Saved data entries:
....

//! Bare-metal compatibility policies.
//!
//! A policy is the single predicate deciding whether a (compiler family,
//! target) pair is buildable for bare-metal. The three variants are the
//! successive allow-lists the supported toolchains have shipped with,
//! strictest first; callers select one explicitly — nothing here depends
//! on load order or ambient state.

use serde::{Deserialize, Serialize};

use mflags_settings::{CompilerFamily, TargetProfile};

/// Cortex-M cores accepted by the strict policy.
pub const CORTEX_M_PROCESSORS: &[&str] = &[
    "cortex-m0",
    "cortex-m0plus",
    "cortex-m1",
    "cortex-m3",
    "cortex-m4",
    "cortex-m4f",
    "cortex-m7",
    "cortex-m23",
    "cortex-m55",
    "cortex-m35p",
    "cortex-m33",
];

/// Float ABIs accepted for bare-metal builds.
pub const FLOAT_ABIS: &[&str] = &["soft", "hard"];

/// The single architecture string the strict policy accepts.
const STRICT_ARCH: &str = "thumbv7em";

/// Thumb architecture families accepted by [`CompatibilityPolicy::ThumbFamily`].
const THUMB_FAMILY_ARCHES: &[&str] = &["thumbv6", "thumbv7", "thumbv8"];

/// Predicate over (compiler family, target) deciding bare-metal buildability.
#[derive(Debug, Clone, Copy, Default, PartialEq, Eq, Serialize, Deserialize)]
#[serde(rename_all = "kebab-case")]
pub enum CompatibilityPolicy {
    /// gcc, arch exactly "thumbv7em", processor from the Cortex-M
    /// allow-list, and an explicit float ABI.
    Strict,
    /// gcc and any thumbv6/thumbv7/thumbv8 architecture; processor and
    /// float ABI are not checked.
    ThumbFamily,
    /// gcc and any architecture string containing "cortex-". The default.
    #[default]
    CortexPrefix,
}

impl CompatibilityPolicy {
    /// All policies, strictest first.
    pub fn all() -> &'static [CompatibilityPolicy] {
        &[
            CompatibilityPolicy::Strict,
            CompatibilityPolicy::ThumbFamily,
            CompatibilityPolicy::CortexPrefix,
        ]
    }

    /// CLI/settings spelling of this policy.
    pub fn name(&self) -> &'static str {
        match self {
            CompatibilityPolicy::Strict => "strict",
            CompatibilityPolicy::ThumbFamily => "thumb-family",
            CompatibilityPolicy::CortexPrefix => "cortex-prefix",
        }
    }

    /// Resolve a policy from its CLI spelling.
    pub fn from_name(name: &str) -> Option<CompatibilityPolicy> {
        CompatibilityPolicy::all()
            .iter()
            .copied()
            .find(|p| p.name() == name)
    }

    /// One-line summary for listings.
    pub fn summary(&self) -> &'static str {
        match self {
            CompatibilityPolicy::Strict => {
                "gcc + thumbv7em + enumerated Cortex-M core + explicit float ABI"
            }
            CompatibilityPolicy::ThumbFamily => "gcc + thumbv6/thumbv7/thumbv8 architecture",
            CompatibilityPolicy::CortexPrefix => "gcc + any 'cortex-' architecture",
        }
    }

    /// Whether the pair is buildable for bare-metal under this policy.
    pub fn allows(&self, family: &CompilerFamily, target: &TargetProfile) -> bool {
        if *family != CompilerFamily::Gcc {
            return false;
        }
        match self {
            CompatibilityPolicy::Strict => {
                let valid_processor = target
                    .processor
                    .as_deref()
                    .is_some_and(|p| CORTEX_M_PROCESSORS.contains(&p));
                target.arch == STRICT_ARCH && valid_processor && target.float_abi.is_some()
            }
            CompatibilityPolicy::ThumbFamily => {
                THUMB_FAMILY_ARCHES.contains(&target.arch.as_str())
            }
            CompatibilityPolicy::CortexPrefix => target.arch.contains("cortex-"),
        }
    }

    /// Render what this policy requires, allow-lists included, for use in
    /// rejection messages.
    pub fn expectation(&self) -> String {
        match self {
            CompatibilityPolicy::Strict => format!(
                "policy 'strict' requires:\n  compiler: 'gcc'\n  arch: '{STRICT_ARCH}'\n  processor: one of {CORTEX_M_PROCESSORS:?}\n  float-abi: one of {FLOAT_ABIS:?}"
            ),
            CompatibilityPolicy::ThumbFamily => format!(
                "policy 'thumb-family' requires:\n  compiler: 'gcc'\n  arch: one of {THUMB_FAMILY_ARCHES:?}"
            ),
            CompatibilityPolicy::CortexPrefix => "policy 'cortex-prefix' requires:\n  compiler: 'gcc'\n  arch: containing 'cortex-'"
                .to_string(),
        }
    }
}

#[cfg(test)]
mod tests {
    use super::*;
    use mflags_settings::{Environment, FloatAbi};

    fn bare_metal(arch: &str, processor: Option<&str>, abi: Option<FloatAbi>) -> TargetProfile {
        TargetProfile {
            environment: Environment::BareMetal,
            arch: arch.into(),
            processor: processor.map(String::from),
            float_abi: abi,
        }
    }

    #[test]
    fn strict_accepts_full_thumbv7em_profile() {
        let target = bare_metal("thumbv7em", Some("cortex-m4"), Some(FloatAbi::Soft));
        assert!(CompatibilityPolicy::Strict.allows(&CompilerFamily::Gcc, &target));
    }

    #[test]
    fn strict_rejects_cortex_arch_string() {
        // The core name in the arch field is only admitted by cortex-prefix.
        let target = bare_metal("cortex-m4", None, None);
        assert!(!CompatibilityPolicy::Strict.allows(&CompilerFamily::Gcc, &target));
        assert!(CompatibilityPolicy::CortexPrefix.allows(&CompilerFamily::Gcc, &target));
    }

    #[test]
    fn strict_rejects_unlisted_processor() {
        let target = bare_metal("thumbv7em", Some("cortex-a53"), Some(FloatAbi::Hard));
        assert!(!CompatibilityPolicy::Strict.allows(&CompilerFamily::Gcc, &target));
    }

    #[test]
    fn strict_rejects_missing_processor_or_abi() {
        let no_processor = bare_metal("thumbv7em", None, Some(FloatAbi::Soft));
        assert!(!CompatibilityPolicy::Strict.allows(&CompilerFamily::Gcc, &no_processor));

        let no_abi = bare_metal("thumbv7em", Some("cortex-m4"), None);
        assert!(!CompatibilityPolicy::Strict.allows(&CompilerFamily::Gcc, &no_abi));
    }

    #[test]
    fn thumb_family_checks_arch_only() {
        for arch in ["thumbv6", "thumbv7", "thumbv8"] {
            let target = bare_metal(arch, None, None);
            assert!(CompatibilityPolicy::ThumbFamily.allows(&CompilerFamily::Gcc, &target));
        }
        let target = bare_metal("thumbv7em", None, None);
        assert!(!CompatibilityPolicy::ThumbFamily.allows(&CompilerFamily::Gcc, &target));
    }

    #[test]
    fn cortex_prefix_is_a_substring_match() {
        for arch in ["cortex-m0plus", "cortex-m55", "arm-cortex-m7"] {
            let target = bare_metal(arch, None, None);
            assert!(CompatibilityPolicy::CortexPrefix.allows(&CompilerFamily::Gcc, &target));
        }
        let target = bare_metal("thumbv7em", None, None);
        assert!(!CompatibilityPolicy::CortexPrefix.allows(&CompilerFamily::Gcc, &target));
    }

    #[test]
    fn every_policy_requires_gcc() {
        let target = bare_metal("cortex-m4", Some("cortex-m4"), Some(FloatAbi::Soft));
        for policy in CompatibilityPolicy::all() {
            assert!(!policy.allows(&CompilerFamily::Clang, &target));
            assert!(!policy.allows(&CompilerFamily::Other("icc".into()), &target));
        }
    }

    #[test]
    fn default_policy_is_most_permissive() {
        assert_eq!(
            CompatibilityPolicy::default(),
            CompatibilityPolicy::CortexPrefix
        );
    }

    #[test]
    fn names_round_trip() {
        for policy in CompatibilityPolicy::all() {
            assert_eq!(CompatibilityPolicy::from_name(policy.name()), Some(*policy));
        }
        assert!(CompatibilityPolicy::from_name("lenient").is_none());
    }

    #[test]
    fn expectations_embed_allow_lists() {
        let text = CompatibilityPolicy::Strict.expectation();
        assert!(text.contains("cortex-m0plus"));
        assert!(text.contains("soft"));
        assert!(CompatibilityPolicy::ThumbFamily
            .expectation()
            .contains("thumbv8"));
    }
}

....

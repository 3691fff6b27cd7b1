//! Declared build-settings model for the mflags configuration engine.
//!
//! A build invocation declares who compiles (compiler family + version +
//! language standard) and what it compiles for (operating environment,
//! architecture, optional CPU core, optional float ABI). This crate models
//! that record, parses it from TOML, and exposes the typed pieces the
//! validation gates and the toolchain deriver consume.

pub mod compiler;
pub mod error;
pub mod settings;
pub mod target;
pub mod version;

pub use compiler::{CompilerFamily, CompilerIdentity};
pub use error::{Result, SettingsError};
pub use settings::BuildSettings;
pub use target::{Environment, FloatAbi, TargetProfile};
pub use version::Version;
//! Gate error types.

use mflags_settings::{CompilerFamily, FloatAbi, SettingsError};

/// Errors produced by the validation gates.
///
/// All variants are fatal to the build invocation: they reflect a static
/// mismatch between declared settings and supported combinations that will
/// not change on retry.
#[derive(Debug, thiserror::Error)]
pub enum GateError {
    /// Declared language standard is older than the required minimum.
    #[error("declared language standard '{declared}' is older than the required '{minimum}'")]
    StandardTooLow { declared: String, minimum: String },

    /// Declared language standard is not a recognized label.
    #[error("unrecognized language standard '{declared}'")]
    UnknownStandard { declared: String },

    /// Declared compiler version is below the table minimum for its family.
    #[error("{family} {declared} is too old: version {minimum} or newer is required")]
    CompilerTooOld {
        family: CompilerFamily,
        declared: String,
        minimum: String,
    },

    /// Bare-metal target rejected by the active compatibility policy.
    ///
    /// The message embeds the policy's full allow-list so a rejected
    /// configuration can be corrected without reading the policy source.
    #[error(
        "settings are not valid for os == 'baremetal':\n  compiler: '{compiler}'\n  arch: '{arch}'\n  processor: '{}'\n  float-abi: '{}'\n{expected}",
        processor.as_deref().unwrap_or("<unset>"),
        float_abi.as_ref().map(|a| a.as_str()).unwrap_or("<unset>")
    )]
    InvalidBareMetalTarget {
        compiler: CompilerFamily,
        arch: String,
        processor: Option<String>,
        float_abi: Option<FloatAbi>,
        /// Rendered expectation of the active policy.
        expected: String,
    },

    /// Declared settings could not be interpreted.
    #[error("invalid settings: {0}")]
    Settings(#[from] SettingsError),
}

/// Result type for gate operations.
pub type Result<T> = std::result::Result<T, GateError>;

....

## [WHAT IS BEING ASKED]
Pull out every line holding "compiles" from the records above, and copy it.

## [YOUR RESPONSE]
//! A build invocation declares who compiles (compiler family + version +
//! language standard) and what it compiles for (operating environment,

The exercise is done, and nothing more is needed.